#### [EXERCISE INSTRUCTIONS]
Spot each line in the data below containing "after" and copy it.

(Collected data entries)
//! Command handlers. Each ledger command loads the snapshots the engine
//! needs, calls the coordinator, and reloads and retries a bounded number
//! of times when it loses an edit conflict.

use std::future::Future;

use engine::{
    Account, Currency, Engine, EngineError, ErrorKind, Money, Statistic, Transaction,
    TransactionDraft, TransactionListFilter,
};
use serde::Serialize;

use crate::cli::{
    AccountCommand, AggregatesCommand, Command, EntryAddArgs, EntryCommand, EntryEditArgs,
    EntryListArgs, StatsCommand,
};

type CliResult<T> = Result<T, Box<dyn std::error::Error + Send + Sync>>;

pub struct Context {
    pub engine: Engine,
    pub conflict_retries: u32,
    pub json: bool,
}

impl Context {
    fn print<T, F>(&self, value: &T, human: F) -> CliResult<()>
    where
        T: Serialize,
        F: FnOnce(&T) -> String,
    {
        if self.json {
            println!("{}", serde_json::to_string_pretty(value)?);
        } else {
            println!("{}", human(value));
        }
        Ok(())
    }
}

/// Runs `op` again while it fails with an edit conflict, at most `retries`
/// extra times.
async fn retry_on_conflict<T, F, Fut>(retries: u32, mut op: F) -> Result<T, EngineError>
where
    F: FnMut() -> Fut,
    Fut: Future<Output = Result<T, EngineError>>,
{
    let mut attempt = 0;
    loop {
        match op().await {
            Err(err) if err.kind() == ErrorKind::EditConflict && attempt < retries => {
                attempt += 1;
                tracing::warn!(attempt, error = %err, "edit conflict, reloading snapshots");
            }
            outcome => return outcome,
        }
    }
}

fn describe_account(account: &Account) -> String {
    format!(
        "#{} {} (owner {}): income {}, expense {}, balance {} [v{}]",
        account.id,
        account.title,
        account.owner_id,
        Money::new(account.total_income, account.currency),
        Money::new(account.total_expense, account.currency),
        Money::new(account.balance(), account.currency),
        account.version
    )
}

fn describe_entry(entry: &Transaction) -> String {
    let tags = entry.tags.iter().cloned().collect::<Vec<_>>().join(",");
    format!(
        "#{} {} {} {} {} [{}] account {} [v{}]",
        entry.id,
        entry.payday,
        entry.kind.as_str(),
        entry.amount_minor,
        entry.title,
        tags,
        entry.account_id,
        entry.version
    )
}

fn describe_bucket(stat: &Statistic) -> String {
    format!(
        "{} earning {} spending {} [v{}]",
        stat.date, stat.earning, stat.spending, stat.version
    )
}

pub async fn run(ctx: &Context, command: Command) -> CliResult<()> {
    match command {
        Command::Account(account) => run_account(ctx, account.command).await,
        Command::Entry(entry) => run_entry(ctx, entry.command).await,
        Command::Stats(stats) => run_stats(ctx, stats.command).await,
        Command::Aggregates(aggregates) => run_aggregates(ctx, aggregates.command).await,
    }
}

async fn run_account(ctx: &Context, command: AccountCommand) -> CliResult<()> {
    match command {
        AccountCommand::Create(args) => {
            let currency = Currency::try_from(args.currency.as_str())?;
            let account = ctx
                .engine
                .new_account(args.owner, &args.title, args.description.as_deref(), currency)
                .await?;
            ctx.print(&account, describe_account)
        }
        AccountCommand::Show { id } => {
            let account = ctx.engine.account(id).await?;
            ctx.print(&account, describe_account)
        }
        AccountCommand::List(args) => {
            let accounts = ctx
                .engine
                .list_accounts(args.owner, &args.page.to_page())
                .await?;
            ctx.print(&accounts, |accounts| {
                accounts
                    .iter()
                    .map(describe_account)
                    .collect::<Vec<_>>()
                    .join("\n")
            })
        }
        AccountCommand::Delete(args) => {
            ctx.engine.delete_account(args.id, args.owner).await?;
            tracing::info!(account_id = args.id, "account deleted");
            Ok(())
        }
    }
}

async fn run_entry(ctx: &Context, command: EntryCommand) -> CliResult<()> {
    match command {
        EntryCommand::Add(args) => {
            let entry = add_entry(ctx, &args).await?;
            ctx.print(&entry, describe_entry)
        }
        EntryCommand::Edit(args) => {
            let entry = edit_entry(ctx, &args).await?;
            ctx.print(&entry, describe_entry)
        }
        EntryCommand::Delete(args) => {
            let engine = &ctx.engine;
            let args = &args;
            retry_on_conflict(ctx.conflict_retries, || async move {
                let entry = engine.transaction(args.id).await?;
                let mut account = engine.account(entry.account_id).await?;
                let mut bucket = engine
                    .statistic_by_date(entry.account_id, entry.payday)
                    .await?;
                let entry = Transaction {
                    user_id: args.user,
                    ..entry
                };
                engine
                    .delete_transaction(&entry, &mut account, &mut bucket)
                    .await
            })
            .await?;
            tracing::info!(entry_id = args.id, "entry deleted");
            Ok(())
        }
        EntryCommand::Show { id } => {
            let entry = ctx.engine.transaction(id).await?;
            ctx.print(&entry, describe_entry)
        }
        EntryCommand::List(args) => {
            let entries = list_entries(ctx, &args).await?;
            ctx.print(&entries, |entries| {
                entries
                    .iter()
                    .map(describe_entry)
                    .collect::<Vec<_>>()
                    .join("\n")
            })
        }
    }
}

async fn add_entry(ctx: &Context, args: &EntryAddArgs) -> CliResult<Transaction> {
    let engine = &ctx.engine;
    let entry = retry_on_conflict(ctx.conflict_retries, || async move {
        let mut account = engine.account(args.account).await?;
        let amount = Money::parse(&args.amount, account.currency)?;
        let mut bucket = engine.find_statistic(account.id, args.payday).await?;

        let mut draft = TransactionDraft::new(
            args.user,
            account.id,
            args.kind.into(),
            args.title.clone(),
            amount.minor(),
            args.payday,
        )
        .tags(args.tags.iter().cloned());
        if let Some(description) = &args.description {
            draft = draft.description(description.clone());
        }

        engine
            .create_transaction(draft, &mut account, &mut bucket)
            .await
    })
    .await?;
    Ok(entry)
}

async fn edit_entry(ctx: &Context, args: &EntryEditArgs) -> CliResult<Transaction> {
    let engine = &ctx.engine;
    let entry = retry_on_conflict(ctx.conflict_retries, || async move {
        let old = engine.user_transaction(args.id, args.user).await?;
        let mut account = engine.account(old.account_id).await?;
        let mut old_bucket = engine.statistic_by_date(old.account_id, old.payday).await?;

        let mut new = old.clone();
        if let Some(kind) = args.kind {
            new.kind = kind.into();
        }
        if let Some(title) = &args.title {
            new.title = title.clone();
        }
        if let Some(amount) = &args.amount {
            new.amount_minor = Money::parse(amount, account.currency)?.minor();
        }
        if let Some(payday) = args.payday {
            new.payday = payday;
        }
        if let Some(description) = &args.description {
            new.description = Some(description.clone());
        }
        if args.clear_tags {
            new.tags.clear();
        } else if !args.tags.is_empty() {
            new.tags = args.tags.iter().cloned().collect();
        }

        engine
            .update_transaction(&mut new, &old, &mut account, &mut old_bucket)
            .await?;
        Ok(new)
    })
    .await?;
    Ok(entry)
}

async fn list_entries(ctx: &Context, args: &EntryListArgs) -> CliResult<Vec<Transaction>> {
    let filter = TransactionListFilter::default()
        .title(args.title.clone())
        .tags(args.tags.iter().cloned())
        .between(args.from, args.to);
    let page = args.page.to_page();

    let entries = match args.account {
        Some(account_id) => {
            let account = ctx.engine.account(account_id).await?;
            if account.owner_id != args.user {
                return Err(format!("account {account_id} is not owned by user {}", args.user).into());
            }
            ctx.engine
                .list_account_transactions(account_id, &filter, &page)
                .await?
        }
        None => {
            let total = ctx.engine.count_transactions(args.user, &filter).await?;
            tracing::debug!(total, "matching entries");
            ctx.engine
                .list_transactions(args.user, &filter, &page)
                .await?
        }
    };
    Ok(entries)
}

async fn run_stats(ctx: &Context, command: StatsCommand) -> CliResult<()> {
    match command {
        StatsCommand::Range(args) => {
            if args.summary {
                let summary = ctx
                    .engine
                    .summarize_statistics(args.account, args.after, args.before)
                    .await?;
                return ctx.print(&summary, |s| {
                    format!(
                        "{} days: earning {}, spending {}, net {}",
                        s.days,
                        s.earning,
                        s.spending,
                        s.net()
                    )
                });
            }
            let buckets = ctx
                .engine
                .list_statistics(args.account, args.after, args.before)
                .await?;
            ctx.print(&buckets, |buckets| {
                buckets
                    .iter()
                    .map(describe_bucket)
                    .collect::<Vec<_>>()
                    .join("\n")
            })
        }
    }
}

async fn run_aggregates(ctx: &Context, command: AggregatesCommand) -> CliResult<()> {
    let report = match command {
        AggregatesCommand::Verify { account } => ctx.engine.verify_aggregates(account).await?,
        AggregatesCommand::Recompute { account } => {
            ctx.engine.recompute_aggregates(account).await?
        }
    };
    ctx.print(&report, |report| {
        if report.is_consistent() {
            return format!(
                "account {}: {} entries, aggregates consistent",
                report.account_id, report.entries
            );
        }
        let mut lines = vec![format!(
            "account {}: totals stored {}/{} expected {}/{}",
            report.account_id,
            report.stored_income,
            report.stored_expense,
            report.expected_income,
            report.expected_expense
        )];
        lines.extend(report.buckets.iter().map(|drift| {
            format!(
                "  {} stored {}/{}{} expected {}/{}",
                drift.date,
                drift.stored_earning,
                drift.stored_spending,
                if drift.stored { "" } else { " (missing)" },
                drift.expected_earning,
                drift.expected_spending
            )
        }));
        lines.join("\n")
    })
}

#### [OUTPUT OF THE EXERCISE]
                    .summarize_statistics(args.account, args.after, args.before)
                .list_statistics(args.account, args.after, args.before)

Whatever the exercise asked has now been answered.